Pick out each line of the records that includes the string "only", and copy it.

(Records from a data collection)

__________________________________________________

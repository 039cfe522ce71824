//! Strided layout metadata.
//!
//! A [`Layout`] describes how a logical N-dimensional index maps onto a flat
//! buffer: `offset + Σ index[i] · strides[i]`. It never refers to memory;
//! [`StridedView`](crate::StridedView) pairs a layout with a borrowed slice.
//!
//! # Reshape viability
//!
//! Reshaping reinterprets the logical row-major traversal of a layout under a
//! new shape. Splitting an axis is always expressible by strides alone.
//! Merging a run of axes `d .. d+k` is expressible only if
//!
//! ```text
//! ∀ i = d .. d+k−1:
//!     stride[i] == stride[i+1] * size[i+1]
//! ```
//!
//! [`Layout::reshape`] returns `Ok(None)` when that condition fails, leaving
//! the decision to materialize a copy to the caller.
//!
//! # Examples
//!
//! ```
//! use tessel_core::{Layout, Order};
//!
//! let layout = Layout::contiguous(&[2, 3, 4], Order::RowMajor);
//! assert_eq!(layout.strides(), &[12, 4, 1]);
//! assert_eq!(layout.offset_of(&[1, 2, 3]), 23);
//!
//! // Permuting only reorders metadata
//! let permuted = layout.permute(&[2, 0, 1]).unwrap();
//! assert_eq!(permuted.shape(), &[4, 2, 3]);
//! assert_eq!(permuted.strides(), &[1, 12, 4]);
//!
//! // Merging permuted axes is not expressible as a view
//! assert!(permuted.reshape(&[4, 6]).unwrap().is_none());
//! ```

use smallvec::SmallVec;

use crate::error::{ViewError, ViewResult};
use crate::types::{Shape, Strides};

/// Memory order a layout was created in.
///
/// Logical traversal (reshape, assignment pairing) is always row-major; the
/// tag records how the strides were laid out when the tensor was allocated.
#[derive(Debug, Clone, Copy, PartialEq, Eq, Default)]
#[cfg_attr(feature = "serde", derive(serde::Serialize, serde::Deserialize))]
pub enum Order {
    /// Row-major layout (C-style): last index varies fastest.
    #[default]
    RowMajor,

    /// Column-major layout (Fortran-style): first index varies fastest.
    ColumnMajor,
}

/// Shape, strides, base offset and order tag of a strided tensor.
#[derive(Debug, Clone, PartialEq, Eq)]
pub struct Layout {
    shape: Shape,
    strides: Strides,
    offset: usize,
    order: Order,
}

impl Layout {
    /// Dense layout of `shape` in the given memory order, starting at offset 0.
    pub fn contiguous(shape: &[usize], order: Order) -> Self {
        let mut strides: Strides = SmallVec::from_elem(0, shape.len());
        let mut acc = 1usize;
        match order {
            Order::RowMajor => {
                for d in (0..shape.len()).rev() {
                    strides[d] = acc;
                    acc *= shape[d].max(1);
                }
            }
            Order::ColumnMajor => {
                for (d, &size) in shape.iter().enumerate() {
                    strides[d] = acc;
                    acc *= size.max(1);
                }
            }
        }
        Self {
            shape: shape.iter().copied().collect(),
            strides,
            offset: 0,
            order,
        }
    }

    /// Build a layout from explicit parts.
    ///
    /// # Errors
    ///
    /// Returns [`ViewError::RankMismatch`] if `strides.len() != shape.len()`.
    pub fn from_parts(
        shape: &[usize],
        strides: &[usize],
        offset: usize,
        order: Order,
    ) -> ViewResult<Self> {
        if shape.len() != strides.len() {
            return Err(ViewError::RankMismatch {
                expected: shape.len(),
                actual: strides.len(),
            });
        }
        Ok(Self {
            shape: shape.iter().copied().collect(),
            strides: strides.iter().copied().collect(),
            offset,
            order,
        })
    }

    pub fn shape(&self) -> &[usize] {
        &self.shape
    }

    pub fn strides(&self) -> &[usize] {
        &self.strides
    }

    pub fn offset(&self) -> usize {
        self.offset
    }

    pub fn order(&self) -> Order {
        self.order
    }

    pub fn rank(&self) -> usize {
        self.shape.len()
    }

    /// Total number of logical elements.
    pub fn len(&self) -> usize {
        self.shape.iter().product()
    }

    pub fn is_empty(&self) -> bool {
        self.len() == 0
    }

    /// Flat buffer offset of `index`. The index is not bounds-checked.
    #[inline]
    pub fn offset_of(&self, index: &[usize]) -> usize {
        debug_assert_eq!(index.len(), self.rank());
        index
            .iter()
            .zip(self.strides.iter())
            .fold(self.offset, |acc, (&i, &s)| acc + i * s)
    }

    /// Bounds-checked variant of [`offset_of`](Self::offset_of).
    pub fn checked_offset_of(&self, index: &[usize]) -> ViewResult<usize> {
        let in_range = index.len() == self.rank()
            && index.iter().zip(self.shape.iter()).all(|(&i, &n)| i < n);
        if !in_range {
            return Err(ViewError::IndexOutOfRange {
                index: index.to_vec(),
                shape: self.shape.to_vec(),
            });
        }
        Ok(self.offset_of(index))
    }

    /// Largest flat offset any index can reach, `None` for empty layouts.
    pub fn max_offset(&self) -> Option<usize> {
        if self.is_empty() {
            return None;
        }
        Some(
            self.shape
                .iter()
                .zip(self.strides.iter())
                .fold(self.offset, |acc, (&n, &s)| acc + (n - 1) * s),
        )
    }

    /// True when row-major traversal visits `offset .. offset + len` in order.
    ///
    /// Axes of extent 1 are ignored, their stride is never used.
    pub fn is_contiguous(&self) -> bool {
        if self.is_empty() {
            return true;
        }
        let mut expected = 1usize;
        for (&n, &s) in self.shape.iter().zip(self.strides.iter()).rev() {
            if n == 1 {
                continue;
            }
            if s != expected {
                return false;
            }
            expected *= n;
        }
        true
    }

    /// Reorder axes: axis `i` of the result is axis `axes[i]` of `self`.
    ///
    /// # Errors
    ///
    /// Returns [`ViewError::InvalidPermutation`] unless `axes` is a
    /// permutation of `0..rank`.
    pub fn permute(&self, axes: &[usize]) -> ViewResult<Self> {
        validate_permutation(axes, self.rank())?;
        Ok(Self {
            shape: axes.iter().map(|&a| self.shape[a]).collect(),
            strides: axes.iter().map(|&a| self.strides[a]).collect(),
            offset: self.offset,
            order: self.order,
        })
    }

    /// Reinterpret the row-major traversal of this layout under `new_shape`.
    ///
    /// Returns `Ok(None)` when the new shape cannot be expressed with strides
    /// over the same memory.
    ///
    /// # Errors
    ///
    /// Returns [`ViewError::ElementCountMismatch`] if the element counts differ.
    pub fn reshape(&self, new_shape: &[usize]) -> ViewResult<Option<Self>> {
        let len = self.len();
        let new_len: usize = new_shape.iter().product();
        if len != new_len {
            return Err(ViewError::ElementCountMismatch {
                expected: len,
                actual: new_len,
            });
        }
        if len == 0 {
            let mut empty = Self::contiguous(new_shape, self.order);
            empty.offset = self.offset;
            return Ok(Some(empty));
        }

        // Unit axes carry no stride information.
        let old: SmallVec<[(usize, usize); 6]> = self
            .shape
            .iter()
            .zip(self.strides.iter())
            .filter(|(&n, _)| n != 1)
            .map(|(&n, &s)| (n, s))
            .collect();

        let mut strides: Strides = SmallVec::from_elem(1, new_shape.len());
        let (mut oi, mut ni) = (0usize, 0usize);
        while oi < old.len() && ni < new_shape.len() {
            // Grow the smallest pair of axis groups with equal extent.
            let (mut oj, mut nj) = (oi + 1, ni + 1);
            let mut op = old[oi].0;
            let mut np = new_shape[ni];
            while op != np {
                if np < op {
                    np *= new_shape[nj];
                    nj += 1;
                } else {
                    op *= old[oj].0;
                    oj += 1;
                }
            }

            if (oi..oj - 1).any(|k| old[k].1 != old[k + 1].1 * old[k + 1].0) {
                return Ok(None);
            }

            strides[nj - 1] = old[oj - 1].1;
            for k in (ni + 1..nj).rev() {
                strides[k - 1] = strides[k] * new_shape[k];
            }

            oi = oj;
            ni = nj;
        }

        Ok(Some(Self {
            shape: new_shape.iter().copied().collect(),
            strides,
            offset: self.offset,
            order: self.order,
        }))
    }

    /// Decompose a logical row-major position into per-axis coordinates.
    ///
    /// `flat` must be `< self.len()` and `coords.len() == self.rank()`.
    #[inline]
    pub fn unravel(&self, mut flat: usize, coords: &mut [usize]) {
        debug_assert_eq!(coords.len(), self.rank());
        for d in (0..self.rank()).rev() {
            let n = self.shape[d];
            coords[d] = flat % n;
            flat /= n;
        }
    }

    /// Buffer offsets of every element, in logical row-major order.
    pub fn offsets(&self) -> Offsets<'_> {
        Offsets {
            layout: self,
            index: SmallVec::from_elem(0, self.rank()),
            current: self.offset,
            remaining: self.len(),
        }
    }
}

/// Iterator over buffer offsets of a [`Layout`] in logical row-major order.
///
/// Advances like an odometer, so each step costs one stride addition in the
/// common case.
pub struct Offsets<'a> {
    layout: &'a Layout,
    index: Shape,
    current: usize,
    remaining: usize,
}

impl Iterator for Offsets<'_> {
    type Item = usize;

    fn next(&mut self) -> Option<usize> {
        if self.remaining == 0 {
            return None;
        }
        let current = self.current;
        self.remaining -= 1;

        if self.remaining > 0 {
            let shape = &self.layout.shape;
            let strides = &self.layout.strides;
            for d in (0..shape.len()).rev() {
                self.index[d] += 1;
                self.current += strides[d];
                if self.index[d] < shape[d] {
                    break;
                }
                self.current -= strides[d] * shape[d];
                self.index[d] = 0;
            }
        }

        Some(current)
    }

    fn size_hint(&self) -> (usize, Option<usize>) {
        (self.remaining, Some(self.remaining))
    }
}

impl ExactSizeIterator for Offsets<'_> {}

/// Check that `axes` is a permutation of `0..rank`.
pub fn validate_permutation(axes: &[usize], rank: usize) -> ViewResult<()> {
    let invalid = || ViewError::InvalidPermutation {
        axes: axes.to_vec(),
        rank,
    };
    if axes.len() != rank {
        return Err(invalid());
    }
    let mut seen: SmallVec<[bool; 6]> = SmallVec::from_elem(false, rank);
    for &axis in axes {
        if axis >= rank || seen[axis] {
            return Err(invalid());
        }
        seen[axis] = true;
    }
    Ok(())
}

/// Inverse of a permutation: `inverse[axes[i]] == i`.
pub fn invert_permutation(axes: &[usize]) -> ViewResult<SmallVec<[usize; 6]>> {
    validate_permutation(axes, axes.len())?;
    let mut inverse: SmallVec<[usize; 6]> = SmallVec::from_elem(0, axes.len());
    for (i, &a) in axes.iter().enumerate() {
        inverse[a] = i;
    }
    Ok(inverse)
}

__________________________________________________

= Answer space =
//! Merging a run of axes `d .. d+k` is expressible only if
//! // Permuting only reorders metadata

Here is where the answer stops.